'A.D. The Bible Continues' draws mixed reviews as 1st season ends

Juan Pablo Di Pace as Jesus in 'A.D. The Bible Continues.' Its season finale leaves unanswered questions that would hopefully be resolved in the next season.(Twitter/Juan Pablo Di Pace)

"A.D. The Bible Continues" has just aired its season finale, leaving behind unanswered questions that would hopefully be answered in the next season of the faith-based drama series.

Award-winning writer Peter Chattaway wrote in an article for Christianity Today that the final episode actually left several "loose threads dangling." It focused on Acts 10 of the Bible, where the centurion Cornelius felt remorseful after killing a Christian woman. An angel then appeared before him, telling him "God has looked kindly on your sorrow and repentance. Your prayers and gifts to the poor have come up as a memorial offering before God."
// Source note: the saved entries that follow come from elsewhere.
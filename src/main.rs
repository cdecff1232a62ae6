//! VeloNav firmware entry point.
//!
//! ```text
//! ┌────────────────────────────────────────────────────────────────┐
//! │                      Adapters (outer ring)                     │
//! │                                                                │
//! │  BleAdapter        SdCardFs       LogNavigation      Uptime    │
//! │  (Notifier +       (FileSystem)   LogNotifications             │
//! │   LINK_CHANNEL)                   LogDisplay                   │
//! │                                                                │
//! │  ──────────────── Port Trait Boundary ───────────────────      │
//! │                                                                │
//! │  ┌────────────────────────────────────────────────────────┐    │
//! │  │              LinkSession (pure logic)                  │    │
//! │  │  Reassemblers · AssetStore · ChunkSenders              │    │
//! │  └────────────────────────────────────────────────────────┘    │
//! └────────────────────────────────────────────────────────────────┘
//! ```
#![deny(unused_must_use)]

use anyhow::Result;
use log::{info, warn};

use esp_idf_svc::fs::fatfs::Fatfs;
use esp_idf_svc::hal::delay::FreeRtos;
use esp_idf_svc::hal::gpio::{AnyIOPin, AnyOutputPin, PinDriver};
use esp_idf_svc::hal::peripherals::Peripherals;
use esp_idf_svc::hal::spi::{SpiDriver, SpiDriverConfig};
use esp_idf_svc::io::vfs::MountedFatfs;
use esp_idf_svc::sd::spi::SdSpiHostDriver;
use esp_idf_svc::sd::{SdCardConfiguration, SdCardDriver};

use velonav::adapters::ble::BleAdapter;
use velonav::adapters::log_sink::{LogDisplay, LogNavigation, LogNotifications};
use velonav::adapters::sd_card::{MOUNT_POINT, SdCardFs};
use velonav::adapters::time::Uptime;
use velonav::config::LinkConfig;
use velonav::link::channels::{self, LINK_CHANNEL, LinkEvent};
use velonav::link::session::{Collaborators, LinkSession};
use velonav::pins;

/// Advertised GAP name.
const DEVICE_NAME: &str = "VeloNav";

/// Main loop period. Shorter than the fastest pacing interval.
const LOOP_PERIOD_MS: u32 = 10;

fn main() -> Result<()> {
    // ── 1. ESP-IDF bootstrap ──────────────────────────────────
    esp_idf_svc::sys::link_patches();
    esp_idf_logger::init()?;

    info!("╔══════════════════════════════════════╗");
    info!("║  VeloNav v{}                        ║", env!("CARGO_PKG_VERSION"));
    info!("╚══════════════════════════════════════╝");

    let peripherals = Peripherals::take()?;

    // ── 2. Shared SPI bus + SD card ───────────────────────────
    // Park the e-paper chip select before the card sees any clock.
    let mut epd_cs = PinDriver::output(unsafe { AnyOutputPin::new(pins::EPD_CS_GPIO) })?;
    epd_cs.set_high()?;

    let spi = SpiDriver::new(
        peripherals.spi2,
        unsafe { AnyIOPin::new(pins::SPI_SCLK_GPIO) },
        unsafe { AnyIOPin::new(pins::SPI_MOSI_GPIO) },
        Some(unsafe { AnyIOPin::new(pins::SPI_MISO_GPIO) }),
        &SpiDriverConfig::default(),
    )?;
    let sd_driver = SdCardDriver::new_spi(
        SdSpiHostDriver::new(
            spi,
            Some(unsafe { AnyIOPin::new(pins::SD_CS_GPIO) }),
            AnyIOPin::none(),
            AnyIOPin::none(),
            AnyIOPin::none(),
            None,
        )?,
        &SdCardConfiguration::new(),
    )?;
    let _fatfs = MountedFatfs::mount(
        Fatfs::new_sdcard(0, sd_driver)?,
        MOUNT_POINT,
        pins::SD_MAX_OPEN_FILES,
    )?;
    info!("SD card mounted at {}", MOUNT_POINT);

    // ── 3. Config (SD override or defaults) ───────────────────
    let mut fs = SdCardFs::new(MOUNT_POINT);
    let config = LinkConfig::load(&mut fs);

    // ── 4. Adapters + session ─────────────────────────────────
    let mut name = heapless::String::<24>::new();
    if name.push_str(DEVICE_NAME).is_err() {
        warn!("device name truncated");
    }
    let mut ble = BleAdapter::new(name);
    ble.start();

    let mut navigation = LogNavigation::default();
    let mut notifications = LogNotifications::default();
    let mut display = LogDisplay;
    let uptime = Uptime::new();
    let mut session = LinkSession::new(fs, FreeRtos, config);

    info!("System ready. Entering link loop.");

    // ── 5. Link loop ──────────────────────────────────────────
    loop {
        channels::drain(&LINK_CHANNEL, |event| {
            match &event {
                LinkEvent::Connected => ble.on_central_connected(),
                LinkEvent::Disconnected => ble.on_central_disconnected(),
                LinkEvent::Write { .. } | LinkEvent::MtuChanged(_) | LinkEvent::Overrun(_) => {}
            }
            let mut io = Collaborators {
                notifier: &mut ble,
                navigation: &mut navigation,
                notifications: &mut notifications,
                display: &mut display,
            };
            session.handle(event, &mut io);
        });

        let mut io = Collaborators {
            notifier: &mut ble,
            navigation: &mut navigation,
            notifications: &mut notifications,
            display: &mut display,
        };
        session.tick(uptime.uptime_ms(), &mut io);

        FreeRtos::delay_ms(LOOP_PERIOD_MS);
    }
}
The finale also showed Peter, who had a vision of animals and heard a voice telling him to "not call anything impure that God has cleansed."

"Well, after that, the series has exhausted its biblical material, and the rest of the season finale revolves around the tension between the Jews and Romans as Pilate's men try to put a statue of Caligula in the temple," Chattaway wrote.

He noted that the series, produced by Christian couple Mark Burnett and Roma Downey, received mixed reviews, and unfortunately ratings have began dipping since the first episode aired. "As mixed a bag as this series is, I can't say I want it to end here," Chattaway admitted.

"There are lots of potential problems that the show would have to overcome, but I rather enjoyed A.D.'s depiction of Saul, post-conversion, and I want to see how the series handles his missionary journeys and his future clashes with Peter and James the Just."

Burnett and Downey have said that they wanted to delve deeper into the book of Acts, and Chattaway considers it a worthy goal. However, in order for the series to survive its ratings war, they have to "put more effort into that deeper dive," since telling the story of the early Church that speaks to modern Christians will be no easy feat.